From 9b36739bcf5402c201c7973b4f5cb1e55d82a1ff Mon Sep 17 00:00:00 2001
From: Mohamed Firas <36933745+FirasAguel@users.noreply.github.com>
Date: Wed, 17 Jun 2026 18:40:56 +0900
Subject: [PATCH] Fix device selection on Apple Silicon (MPS)
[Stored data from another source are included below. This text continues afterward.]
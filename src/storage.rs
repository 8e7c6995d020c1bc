use rocksdb::{ColumnFamily, ColumnFamilyDescriptor, IteratorMode, Options, WriteBatch, WriteOptions, DB};
use serde::{de::DeserializeOwned, Serialize};
use tracing::{debug, warn};

use crate::address::{self, ExternalAddress};
use crate::crypto::Key;
use crate::error::{Result, WalletError};

// Owned outputs and block views are bincode; small maps shared with other
// tooling (gOutIndex, address memos) are JSON. Reads accept zstd-compressed
// values as well.

pub const WALLET_CF: &str = "wallet";

pub struct Store {
    pub db: DB,
    path: String,
}

impl Store {
    pub fn open(base_path: &str) -> Result<Self> {
        let mut cf_opts = Options::default();
        cf_opts.set_write_buffer_size(16 * 1024 * 1024);
        cf_opts.set_max_write_buffer_number(2);
        let cf_descriptors: Vec<ColumnFamilyDescriptor> = ["default", WALLET_CF]
            .iter()
            .map(|name| ColumnFamilyDescriptor::new(*name, cf_opts.clone()))
            .collect();

        let mut db_opts = Options::default();
        db_opts.create_if_missing(true);
        db_opts.create_missing_column_families(true);
        std::fs::create_dir_all(base_path).map_err(|e| WalletError::save("db-dir", e))?;

        // Durability comes from synced batch writes; the WAL may drop a torn tail.
        db_opts.set_use_fsync(false);
        db_opts.set_wal_recovery_mode(rocksdb::DBRecoveryMode::TolerateCorruptedTailRecords);
        db_opts.set_keep_log_file_num(10);
        db_opts.set_max_open_files(256);

        let db = DB::open_cf_descriptors(&db_opts, base_path, cf_descriptors)
            .map_err(|e| WalletError::save("db-open", format!("{base_path}: {e}")))?;
        let store = Store { db, path: base_path.to_string() };
        store.health_check()?;
        debug!(path = %store.path, "wallet store opened");
        Ok(store)
    }

    /// Write, read back and delete a marker key.
    pub fn health_check(&self) -> Result<()> {
        let marker = b"health_check";
        self.db.put(marker, b"ok").map_err(|e| WalletError::save("health-check", e))?;
        let value = self.db.get(marker).map_err(|e| WalletError::Inner(e.to_string()))?;
        if value.as_deref() != Some(&b"ok"[..]) {
            return Err(WalletError::Inner("database read/write consistency check failed".into()));
        }
        self.db.delete(marker).map_err(|e| WalletError::save("health-check", e))?;
        Ok(())
    }

    pub fn path(&self) -> &str {
        &self.path
    }

    fn cf(&self) -> Result<&ColumnFamily> {
        self.db
            .cf_handle(WALLET_CF)
            .ok_or_else(|| WalletError::Inner(format!("column family '{WALLET_CF}' missing")))
    }

    pub fn put<T: Serialize>(&self, key: &str, value: &T) -> Result<()> {
        let data = bincode::serialize(value).map_err(|e| WalletError::save("serialize", e))?;
        self.put_raw(key, &data)
    }

    pub fn put_raw(&self, key: &str, value: &[u8]) -> Result<()> {
        let cf = self.cf()?;
        self.db
            .put_cf_opt(cf, key.as_bytes(), value, &WriteOptions::default())
            .map_err(|e| WalletError::save("put", format!("{key}: {e}")))
    }

    pub fn get_raw(&self, key: &str) -> Result<Option<Vec<u8>>> {
        let cf = self.cf()?;
        self.db
            .get_cf(cf, key.as_bytes())
            .map_err(|e| WalletError::Inner(format!("read {key}: {e}")))
    }

    pub fn get<T: DeserializeOwned>(&self, key: &str) -> Result<Option<T>> {
        let Some(value) = self.get_raw(key)? else {
            return Ok(None);
        };
        if let Ok(decompressed) = zstd::decode_all(&value[..]) {
            if let Ok(v) = bincode::deserialize(&decompressed) {
                return Ok(Some(v));
            }
        }
        bincode::deserialize(&value)
            .map(Some)
            .map_err(|e| WalletError::Inner(format!("corrupt record {key}: {e}")))
    }

    pub fn get_json<T: DeserializeOwned>(&self, key: &str) -> Result<Option<T>> {
        match self.get_raw(key)? {
            Some(v) => serde_json::from_slice(&v)
                .map(Some)
                .map_err(|e| WalletError::Inner(format!("corrupt json {key}: {e}"))),
            None => Ok(None),
        }
    }

    /// Keys starting with `prefix`, in order.
    pub fn keys_with_prefix(&self, prefix: &str) -> Result<Vec<String>> {
        let cf = self.cf()?;
        let mut keys = Vec::new();
        let iter = self
            .db
            .iterator_cf(cf, IteratorMode::From(prefix.as_bytes(), rocksdb::Direction::Forward));
        for item in iter {
            let (k, _) = item.map_err(|e| WalletError::Inner(e.to_string()))?;
            if !k.starts_with(prefix.as_bytes()) {
                break;
            }
            keys.push(String::from_utf8_lossy(&k).into_owned());
        }
        Ok(keys)
    }

    pub fn batch(&self) -> StoreBatch<'_> {
        StoreBatch { store: self, batch: WriteBatch::default(), error: None }
    }

    /// Atomically applies a set of writes.
    pub fn write_batch(&self, batch: StoreBatch<'_>) -> Result<()> {
        if let Some(e) = batch.error {
            return Err(e);
        }
        let mut write_opts = WriteOptions::default();
        write_opts.set_sync(true);
        self.db
            .write_opt(batch.batch, &write_opts)
            .map_err(|e| WalletError::BatchCommitFail(e.to_string()))
    }

    pub fn flush(&self) -> Result<()> {
        self.db.flush().map_err(|e| WalletError::save("flush", e))?;
        if let Err(e) = self.db.flush_wal(true) {
            warn!("wal flush failed: {e}");
        }
        Ok(())
    }

    pub fn close(&self) -> Result<()> {
        self.flush()?;
        self.db.cancel_all_background_work(true);
        Ok(())
    }
}

/// A pending atomic write. Encoding failures are remembered and reported by
/// [`Store::write_batch`], so nothing of a failed batch reaches disk.
pub struct StoreBatch<'a> {
    store: &'a Store,
    batch: WriteBatch,
    error: Option<WalletError>,
}

impl StoreBatch<'_> {
    pub fn put<T: Serialize>(&mut self, key: &str, value: &T) {
        match bincode::serialize(value) {
            Ok(data) => self.put_raw(key, &data),
            Err(e) => self.fail(format!("{key}: {e}")),
        }
    }

    pub fn put_json<T: Serialize>(&mut self, key: &str, value: &T) {
        match serde_json::to_vec(value) {
            Ok(data) => self.put_raw(key, &data),
            Err(e) => self.fail(format!("{key}: {e}")),
        }
    }

    pub fn put_raw(&mut self, key: &str, value: &[u8]) {
        match self.store.cf() {
            Ok(cf) => self.batch.put_cf(cf, key.as_bytes(), value),
            Err(e) => self.error = Some(e),
        }
    }

    pub fn delete(&mut self, key: &str) {
        match self.store.cf() {
            Ok(cf) => self.batch.delete_cf(cf, key.as_bytes()),
            Err(e) => self.error = Some(e),
        }
    }

    pub fn len(&self) -> usize {
        self.batch.len()
    }

    pub fn is_empty(&self) -> bool {
        self.batch.is_empty()
    }

    fn fail(&mut self, reason: String) {
        if self.error.is_none() {
            self.error = Some(WalletError::BatchSaveFail(reason));
        }
    }
}

/// Per-wallet key names; every key carries the wallet's external address so
/// several wallets can share one store.
#[derive(Debug, Clone)]
pub struct KeySpace {
    prefix: String,
}

impl KeySpace {
    pub fn new(owner: &ExternalAddress) -> Self {
        KeySpace { prefix: format!("{}_", address::external_to_string(owner)) }
    }

    pub fn prefix(&self) -> &str {
        &self.prefix
    }

    pub fn local_height(&self) -> String {
        format!("{}localHeight", self.prefix)
    }

    pub fn g_out_index(&self) -> String {
        format!("{}gOutIndex", self.prefix)
    }

    pub fn transfers_count(&self) -> String {
        format!("{}transfersCnt", self.prefix)
    }

    pub fn transfer(&self, n: usize) -> String {
        format!("{}transfers_{n}", self.prefix)
    }

    pub fn sub_count(&self) -> String {
        format!("{}accountSubCnt", self.prefix)
    }

    pub fn utxo_tx(&self, hash: &Key) -> String {
        format!("{}utxoTx_{}", self.prefix, hex::encode(hash))
    }

    pub fn block_hash(&self, height: u64) -> String {
        format!("{}blockHash_{height}", self.prefix)
    }

    pub fn block_txs(&self, height: u64) -> String {
        format!("{}blockTxs_{height}", self.prefix)
    }

    pub fn add_info(&self, hash: &Key) -> String {
        format!("{}utxoAddInfo_{}", self.prefix, hex::encode(hash))
    }

    pub fn tx_keys(&self, hash: &Key) -> String {
        format!("{}{}_txKeys", self.prefix, hex::encode(hash))
    }
}
// Library interface for the ctcwallet light wallet
// The binary, tests and embedding services all go through these modules.

pub mod error;
pub mod config;
pub mod crypto;
pub mod keys;
pub mod address;
pub mod envelope;
pub mod bulletproof;
pub mod ringsig;
pub mod mlsag;
pub mod rct;
pub mod tlv;
pub mod transaction;
pub mod storage;
pub mod node;
pub mod scanner;
pub mod selection;
pub mod builder;
pub mod wallet;
pub mod sync;
pub mod metrics;

pub use error::{Result, WalletError};
pub use keys::AccountKeys;
pub use address::{AccountAddress, ExternalAddress};
pub use storage::Store;
pub use transaction::Transaction;
pub use wallet::Wallet;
Several nodes selected their device with a module-level
`device = "cuda" if torch.cuda.is_available() else "cpu"`. On Apple Silicon
`torch.cuda.is_available()` is False, so they silently ran on CPU even when
ComfyUI had selected MPS. The model still runs, just far slower, so there is no
error -- only a job that sits at 0% for minutes (reads as a hang). A single
BiRefNet image took ~18 min on CPU; on MPS a 21s video processed in ~9 min
(~1s/frame).

Defer to ComfyUI's own device management via a shared helper
`get_device()` in AILab_utils (wraps `comfy.model_management.get_torch_device()`),
so nodes follow whatever backend ComfyUI chose -- matching what the SAM2/SAM3/
Florence2/Segment/SDMatte nodes already do. Centralizing it keeps the check from
drifting again.

Applied to BiRefNet, RMBG, ClothSegment, BodySegment, FashionSegment,
FaceSegment, and SegmentV2. LamaRemover already uses get_torch_device() and is
left unchanged.

Fixes #200. Related to #91, #135.
---
 py/AILab_BiRefNet.py       |  3 ++-
 py/AILab_BodySegment.py    |  3 ++-
 py/AILab_ClothSegment.py   |  3 ++-
 py/AILab_FaceSegment.py    |  3 ++-
 py/AILab_FashionSegment.py |  3 ++-
 py/AILab_RMBG.py           |  3 ++-
 py/AILab_SegmentV2.py      |  3 ++-
 py/AILab_utils.py          | 11 +++++++++++
 8 files changed, 25 insertions(+), 7 deletions(-)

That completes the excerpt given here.